Saat Ranti masuk ke apartemen Gandi, ia melihat Gandi yang duduk di bar mini dengan hanya menggunakan bathrobe, ia meneguk vodca dari gelas yang ada di tangannya lalu menatap tajam ke arah Ranti.
"Sudah bosan hidup miskin hem? Akhirnya kembali lagi padaku kan? Aku tahu itu, aku tahu kau akan kembali menjadi jalangku, menjadi budakku, buka bajumu, semuanya hingga tak tersisa, lalu merangkak ke arahku, lakukan atau kau akan aku sakiti lagi."
Ranti menuruti semua permintaan Gandi, ia buka seluruh kain yang melekat di tubuhnya lalu merundukkan badannya dan mulai merangkak ke arah Gandi duduk.
Gandi terkekeh pelan, ia melihat dada besar Ranti yang menggantung bergerak-gerak searah gerakan badan Ranti yang semakin dekat dan akhirnya ada di depannya. Gandi meletakkan gelasnya lalu membuka bathrobenya dan dua orang di ruangan itu sama-sama tak menggunakan baju. Gandi menarik dengan kasar rambut Ranti. Ranti hanya mendesis menahan sakit, ia berdiri dan dipaksa membelakangi Gandi, berpegangan pada meja yang ada di bar mini lalu terdengar jeritan Ranti saat tanpa aba-aba Gandi sudah memacu tubuh Ranti dari belakang, rasa perih yang teramat sangat Ranti rasakan karena ia belum siap. Gandi bagai kesetanan, sesekali ia remas dan ia tampar bokong Ranti hingga Ranti berteriak kesakitan dan Gandi kaget saat di paha Ranti terlihat darah segar mengalir. Ia lepaskan penyatuannya dan membalik tubuh Ranti. Ia tatap nanar mata Ranti.
"Mengapa kau tak mengikuti saranku? Mengapa tak kau minum pilmu? Ini bayi siapa yang keguguran?"
Dan Ranti merosot, terjatuh di lantai, pingsan. Gandi menatap Ranti dengan tatapan tajam.

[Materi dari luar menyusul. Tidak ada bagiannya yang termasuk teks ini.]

//! Content extraction
//!
//! Pure functions over fetched HTML: archive pages yield the item links
//! (URL, title, thumbnail), detail pages yield the [`Article`] record.
//! Nothing here touches the network, so the crawl driver can call these
//! between fetches without holding parser state across await points.

use crate::url_util::{absolutize, article_id, source_of};
use chrono::Utc;
use scraper::{ElementRef, Html, Selector};
use serde::{Deserialize, Serialize};
use thiserror::Error;

/// Errors from detail-page extraction
///
/// Treated at item granularity exactly like fetch errors: logged, counted,
/// skipped.
#[derive(Debug, Error)]
pub enum ExtractError {
    #[error("Selector '{0}' matched nothing")]
    SelectorNotFound(String),

    #[error("Content under selector '{selector}' is implausibly short ({len} chars)")]
    EmptyContent { selector: String, len: usize },

    #[error("Invalid CSS selector '{0}'")]
    BadSelector(String),
}

/// Minimum plausible text length for an article body.
const MIN_CONTENT_CHARS: usize = 20;

/// Titles shorter than this are discarded as boilerplate.
const MIN_TITLE_CHARS: usize = 6;

/// Attributes probed for a thumbnail URL, in order. Lazy-loading themes
/// stash the real source in data-* attributes.
const IMAGE_SRC_ATTRS: &[&str] = &["src", "data-src", "data-lazy-src", "data-original", "data-lazy"];

/// One link block found on an archive page
#[derive(Debug, Clone, PartialEq)]
pub struct ArchiveItem {
    pub url: String,
    pub title: String,
    pub thumbnail_url: Option<String>,
}

/// One extracted article, as written to the output artifact
#[derive(Debug, Clone, Serialize, Deserialize)]
pub struct Article {
    /// Hex SHA-256 of the canonical item URL; stable across runs
    pub id: String,
    pub title: Option<String>,
    pub url: String,
    pub thumbnail_url: Option<String>,
    /// Raw HTML inside the content selector, unprocessed
    pub raw_html_content: String,
    /// Capture date, YYYY-MM-DD
    pub scraped_date: String,
    /// Origin (`scheme://host`) of the article URL
    pub source_url: Option<String>,
}

fn parse_selector(selector: &str) -> Result<Selector, ExtractError> {
    Selector::parse(selector).map_err(|_| ExtractError::BadSelector(selector.to_string()))
}

fn clean_text(element: ElementRef<'_>) -> String {
    let text: String = element.text().collect::<Vec<_>>().join(" ");
    text.split_whitespace().collect::<Vec<_>>().join(" ")
}

/// Extracts archive items from an archive/list page, in document order.
/// Items without a usable link are skipped; duplicates within the page are
/// kept (the pagination controller removes them).
pub fn archive_items(
    html: &str,
    base_url: &str,
    item_selector: &str,
    thumbnail_selector: &str,
) -> Result<Vec<ArchiveItem>, ExtractError> {
    let item_sel = parse_selector(item_selector)?;
    let thumb_sel = parse_selector(thumbnail_selector)?;
    let link_sel = parse_selector("a[href]")?;

    let document = Html::parse_document(html);
    let mut items = Vec::new();

    for element in document.select(&item_sel) {
        // The matched element may itself be the link, or contain one.
        let link = if element.value().name() == "a" && element.value().attr("href").is_some() {
            Some(element)
        } else {
            element.select(&link_sel).next()
        };
        let Some(link) = link else {
            tracing::debug!("archive item without a link, skipping");
            continue;
        };
        let Some(href) = link.value().attr("href") else {
            continue;
        };
        let Some(url) = absolutize(base_url, href) else {
            tracing::debug!(href, "unresolvable archive link, skipping");
            continue;
        };

        items.push(ArchiveItem {
            url,
            title: best_item_title(element, link),
            thumbnail_url: thumbnail_from(element, &thumb_sel, base_url),
        });
    }

    Ok(items)
}

/// Prefers a headline element's text over the bare link text when it is
/// longer; archive links frequently wrap an image with no text at all.
fn best_item_title(item: ElementRef<'_>, link: ElementRef<'_>) -> String {
    let mut title = clean_text(link);
    for candidate in ["h1", "h2", "h3", ".title", ".headline", ".post-title"] {
        let Ok(sel) = Selector::parse(candidate) else {
            continue;
        };
        if let Some(found) = item.select(&sel).next() {
            let text = clean_text(found);
            if text.len() > title.len() {
                title = text;
                break;
            }
        }
    }
    title
}

fn thumbnail_from(item: ElementRef<'_>, thumb_sel: &Selector, base_url: &str) -> Option<String> {
    let image = item.select(thumb_sel).next()?;
    for attr in IMAGE_SRC_ATTRS {
        if let Some(value) = image.value().attr(attr) {
            if let Some(url) = absolutize(base_url, value) {
                return Some(url);
            }
        }
    }
    None
}

/// Extracts an article from a detail page.
///
/// The raw HTML inside the content selector is captured unprocessed; text
/// cleaning is a downstream concern.
pub fn article(html: &str, url: &str, content_selector: &str) -> Result<Article, ExtractError> {
    let content_sel = parse_selector(content_selector)?;
    let document = Html::parse_document(html);

    let content = document
        .select(&content_sel)
        .next()
        .ok_or_else(|| ExtractError::SelectorNotFound(content_selector.to_string()))?;

    let text_len = clean_text(content).chars().count();
    if text_len < MIN_CONTENT_CHARS {
        return Err(ExtractError::EmptyContent {
            selector: content_selector.to_string(),
            len: text_len,
        });
    }

    Ok(Article {
        id: article_id(url),
        title: page_title(&document, content),
        url: url.to_string(),
        thumbnail_url: None,
        raw_html_content: content.html(),
        scraped_date: Utc::now().format("%Y-%m-%d").to_string(),
        source_url: source_of(url),
    })
}

/// Title candidates in order of reliability: og:title, twitter:title, the
/// first h1, a h1 inside the content block, then the document title.
fn page_title(document: &Html, content: ElementRef<'_>) -> Option<String> {
    let mut candidates: Vec<String> = Vec::new();

    for meta in ["meta[property=\"og:title\"]", "meta[name=\"twitter:title\"]"] {
        if let Ok(sel) = Selector::parse(meta) {
            if let Some(el) = document.select(&sel).next() {
                if let Some(content) = el.value().attr("content") {
                    candidates.push(content.split_whitespace().collect::<Vec<_>>().join(" "));
                }
            }
        }
    }
    if let Ok(h1) = Selector::parse("h1") {
        if let Some(el) = document.select(&h1).next() {
            candidates.push(clean_text(el));
        }
        if let Some(el) = content.select(&h1).next() {
            candidates.push(clean_text(el));
        }
    }
    if let Ok(title) = Selector::parse("title") {
        if let Some(el) = document.select(&title).next() {
            candidates.push(clean_text(el));
        }
    }

    candidates
        .into_iter()
        .find(|t| t.trim().len() >= MIN_TITLE_CHARS)
}

#[cfg(test)]
mod tests {
    use super::*;

    const ARCHIVE_PAGE: &str = r#"
        <html><body>
        <div class="post">
            <a href="/articles/first"><img src="/thumbs/1.jpg"></a>
            <h2>First headline on the page</h2>
        </div>
        <div class="post">
            <a href="https://example.com/articles/second">Second story</a>
        </div>
        <div class="post"><span>no link here</span></div>
        </body></html>
    "#;

    #[test]
    fn archive_items_resolve_links_in_document_order() {
        let items =
            archive_items(ARCHIVE_PAGE, "https://example.com/news", "div.post", "img").unwrap();
        assert_eq!(items.len(), 2);
        assert_eq!(items[0].url, "https://example.com/articles/first");
        assert_eq!(items[1].url, "https://example.com/articles/second");
    }

    #[test]
    fn archive_items_prefer_headline_over_link_text() {
        let items =
            archive_items(ARCHIVE_PAGE, "https://example.com/news", "div.post", "img").unwrap();
        assert_eq!(items[0].title, "First headline on the page");
        assert_eq!(items[1].title, "Second story");
    }

    #[test]
    fn archive_items_pick_up_thumbnails() {
        let items =
            archive_items(ARCHIVE_PAGE, "https://example.com/news", "div.post", "img").unwrap();
        assert_eq!(
            items[0].thumbnail_url.as_deref(),
            Some("https://example.com/thumbs/1.jpg")
        );
        assert_eq!(items[1].thumbnail_url, None);
    }

    #[test]
    fn archive_items_read_lazy_image_attributes() {
        let html = r#"<div class="post"><a href="/a"><img data-lazy-src="/t.png"></a></div>"#;
        let items = archive_items(html, "https://example.com/c", "div.post", "img").unwrap();
        assert_eq!(
            items[0].thumbnail_url.as_deref(),
            Some("https://example.com/t.png")
        );
    }

    #[test]
    fn article_extracts_raw_html_and_title() {
        let html = r#"
            <html><head>
            <meta property="og:title" content="The real headline">
            <title>Site | The real headline</title>
            </head><body>
            <div id="body"><p>Enough words here to count as a plausible article body.</p></div>
            </body></html>
        "#;
        let article = article(html, "https://example.com/articles/first#frag", "#body").unwrap();
        assert_eq!(article.title.as_deref(), Some("The real headline"));
        assert!(article.raw_html_content.contains("<p>"));
        assert_eq!(article.source_url.as_deref(), Some("https://example.com"));
        // Fragment must not change identity.
        assert_eq!(
            article.id,
            crate::url_util::article_id("https://example.com/articles/first")
        );
    }

    #[test]
    fn article_rejects_missing_selector() {
        let err = article("<html><body></body></html>", "https://example.com/a", "#nope")
            .unwrap_err();
        assert!(matches!(err, ExtractError::SelectorNotFound(_)));
    }

    #[test]
    fn article_rejects_implausibly_short_content() {
        let err = article(
            r#"<div id="body">hi</div>"#,
            "https://example.com/a",
            "#body",
        )
        .unwrap_err();
        assert!(matches!(err, ExtractError::EmptyContent { .. }));
    }
}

"Wanita tak tahu diuntung, sudah aku beri uang dan segala kemewahan masih mencari laki-laki lain yang hidupnya saja tidak jelas."
Gandi meninggalkan Ranti yang tergelak di lantai, terlihat ia menelepon seseorang dan melihat Ranti lagi sekilas.
"Tidurlah dulu kamu di sana sampai ada yang datang untuk mengurusmu, wanita yang tak pernah puas! Tak tahu berterima kasih!"